Their study has shown that the small-molecule inhibitor CAL-101 directly promotes cell death by apoptosis in chronic lymphocytic leukemia ( CLL ) cells and disrupts several external survival pathways needed for CLL cell viability and proliferation.
The agent blocks a molecule called PI3K-delta, an isomer of the PI3K ( phosphatidylinositol-3 kinase ) pathway, which is activated mainly in blood-forming, or hematopoietic, cells.
The research is published in the journal Blood.
Overall, these findings provide a rationale for the development of CAL-101 as the first in a new class of targeted therapies for chronic lymphocytic leukemia; a PI3K inhibitor hasnt been developed yet because this pathway is required for many essential cellular functions, but the identification of PI3K-delta, which is hematopoietic-selective, unlocks a potential new therapy for B-cell malignancies.
Chronic lymphocytic leukemia is the most common from of adult leukemia in the United States, with about 15,000 new cases and 4,500 deaths annually. An estimated 100,760 people in the United States are living with or are in remission from CLL.
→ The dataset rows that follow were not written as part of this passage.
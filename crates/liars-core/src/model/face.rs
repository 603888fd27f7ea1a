use core::fmt;
use serde::{Deserialize, Serialize};

#[derive(Debug, Clone, Copy, PartialEq, Eq, PartialOrd, Ord, Hash, Serialize, Deserialize)]
#[repr(u8)]
pub enum Face {
    One = 1,
    Two = 2,
    Three = 3,
    Four = 4,
    Five = 5,
    Six = 6,
}

impl Face {
    pub const ALL: [Face; 6] = [
        Face::One,
        Face::Two,
        Face::Three,
        Face::Four,
        Face::Five,
        Face::Six,
    ];

    /// Faces that can be matched by a wild one.
    pub const NATURAL: [Face; 5] = [Face::Two, Face::Three, Face::Four, Face::Five, Face::Six];

    pub const WILD: Face = Face::One;

    pub const fn from_value(value: u8) -> Option<Self> {
        match value {
            1 => Some(Face::One),
            2 => Some(Face::Two),
            3 => Some(Face::Three),
            4 => Some(Face::Four),
            5 => Some(Face::Five),
            6 => Some(Face::Six),
            _ => None,
        }
    }

    pub const fn value(self) -> u8 {
        self as u8
    }

    /// Zero-based position, used to index per-face arrays.
    pub const fn index(self) -> usize {
        self as usize - 1
    }

    pub const fn is_wild(self) -> bool {
        matches!(self, Face::One)
    }

    pub fn roll<R: rand::Rng + ?Sized>(rng: &mut R) -> Self {
        Face::ALL[rng.gen_range(0..Face::ALL.len())]
    }
}

impl fmt::Display for Face {
    fn fmt(&self, f: &mut fmt::Formatter<'_>) -> fmt::Result {
        write!(f, "{}", self.value())
    }
}

#[cfg(test)]
mod tests {
    use super::Face;
    use rand::SeedableRng;
    use rand::rngs::StdRng;

    #[test]
    fn from_value_maps_valid_range() {
        assert_eq!(Face::from_value(1), Some(Face::One));
        assert_eq!(Face::from_value(6), Some(Face::Six));
        assert_eq!(Face::from_value(0), None);
        assert_eq!(Face::from_value(7), None);
    }

    #[test]
    fn index_is_zero_based() {
        for (i, face) in Face::ALL.iter().enumerate() {
            assert_eq!(face.index(), i);
            assert_eq!(face.value() as usize, i + 1);
        }
    }

    #[test]
    fn only_one_is_wild() {
        assert!(Face::One.is_wild());
        assert!(Face::NATURAL.iter().all(|face| !face.is_wild()));
    }

    #[test]
    fn rolls_cover_every_face() {
        let mut rng = StdRng::seed_from_u64(7);
        let mut seen = [false; 6];
        for _ in 0..600 {
            seen[Face::roll(&mut rng).index()] = true;
        }
        assert!(seen.iter().all(|hit| *hit));
    }
}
People with the asymptomatic phase of chronic lymphocytic leukemia can live many years, even without treatment. But once the disease progresses to its symptomatic phase, treatment is required. This is usually a chemotherapy-based regimen that often induces remission. But current therapies are not curative and nearly all patients relapse.
The PI3K pathway is essential for survival of cells generally. This made it an unsuitable target for small molecule inhibitors until recently when research showed that PI3K-delta expression occurs mainly in hematopoietic cell types. Preclinical studies suggest that blocking this molecule may kill B cells with little toxicity to other hematopoietic cells.
This study, which used CLL cells from patients, found the following: CLL cells show high PI3K pathway activity and PI3K-delta expression; CAL-101 preferentially kills CLL cells compared to normal B-cells; CAL-101 selectively inhibits PI3K-delta and directly promotes apoptosis in primary CLL cells, and it disrupts multiple external survival pathways; CAL-101 cell killing is caspase dependent and not diminished by the presence of stromal cells; CAL-101 does not kill normal T-cells or NK cells or reduce antibody-dependent cellular cytotoxicity, but it does lower production of inflammatory and anti-apoptotic cytokines by activated T-cells.